On January 6, HC&S and landowner Alexander & Baldwin announced that they would cease sugar production, transitioning their 36,000 acres into a ‘diversified agribusiness model.’ The closure means that 650 Hawaiian employees will lose their jobs, which is a big percentage of the island’s workforce. That makes this closure a big deal for families and farmers around the island.
A Case for Growing Hemp on Maui
Since the announcement, there has been a huge push to swap out the sugar cane with industrial hemp on Maui. Recent studies from the University of Hawaii have shown that hemp would thrive in the climate and soils of Maui and that just one acre of land could produce up to 30 tons of hemp stock each year.
Hawaii State Representative Cynthia Thielen, one of the most vocal proponents of the hemp plans, is quoted as saying, “It’s an amazing crop for Hawaii. With the sugar plantation shutting down on Maui, hemp is the natural replacement crop to go to Maui.”
Hemp is naturally a weed, and uses low amounts of chemical and water inputs. While it’s related to marijuana, hemp contains almost zero THC, the active component in pot. That means you can’t smoke hemp and get high. What hemp does offer is a sustainable crop that can be used for food, fuel, fiber, livestock feed and building material.

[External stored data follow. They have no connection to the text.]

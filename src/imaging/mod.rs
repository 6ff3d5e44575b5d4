//! Image transformation core.
//!
//! | Operation | Where |
//! |---|---|
//! | **Catalog** | [`registry()`]: name → [`Transformation`] descriptor |
//! | **Validation** | descriptor validators narrow [`ArgumentValue`] into [`Operation`] |
//! | **Geometry** | scale-to-fit and relative crop math |
//! | **Format / quality** | [`resolve_format`], [`resolve_quality`] |
//! | **Pixels** | [`RustCodec`] over the `image` crate |
//!
//! The module is split into:
//! - **Calculations**: Pure functions for dimension math (unit testable)
//! - **Parameters**: Data structures describing image operations
//! - **Backend**: [`ImageCodec`] trait + [`RustCodec`]
//! - **Operations**: Validated steps combining calculations + codec primitives
//! - **Registry**: The named catalog clients pick transformations from

pub mod backend;
mod calculations;
mod format;
pub mod operations;
mod params;
pub mod registry;
pub mod rust_backend;
mod value;

pub use backend::{CodecError, Dimensions, FormatSupport, ImageCodec};
pub use calculations::{
    DegenerateCrop, calculate_crop_rect, calculate_scale_to_fit, normalize_crop,
};
pub use format::{Format, OutputFormat, resolve_format, resolve_quality};
pub use operations::Operation;
pub use params::{CropRect, Filter, Quality, RelativeCrop, Resampling, ScaleBounds};
pub use registry::{Registry, StepError, Transformation, registry};
pub use rust_backend::{Picture, RustCodec};
pub use value::{ArgumentValue, UnsupportedJson};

Related: Hemp Legalization in Colorado
On January 26, Rep. Kaniela Ing (Kihei, Wailea, Makena, Maui) and Rep. Thielen (Kailua, Kaneohe Bay, Oahu) introduced a bill to expand industrial hemp research, growth, cultivation and marketing activities in Hawaii.
Local progressive online news outlet Civil Beat reports that the Agricultural Act of 2014 permitted research and development of hemp products at the University of Hawaii’s College of Tropical Agricultural and Human Resources in Waimanalo, Oahu. The results were very positive. Quoted in Civil Beat, “the report to the 2016 Legislature was issued last month and validates the ideas being promoted by Thielen and others, saying in part, ‘the future is promising for this crop in our islands.'”
Civil Beat also reports that State Department of Agriculture Chair Scott Enright was on board with transferring the hemp growing license from the Waimanalo project to HC&S, since the state is allowed to have only one location of hemp research and testing.
Enright says that he can see hemp on Maui as part of a larger opportunity to diversify agriculture in Hawaii, although it does face some opposition.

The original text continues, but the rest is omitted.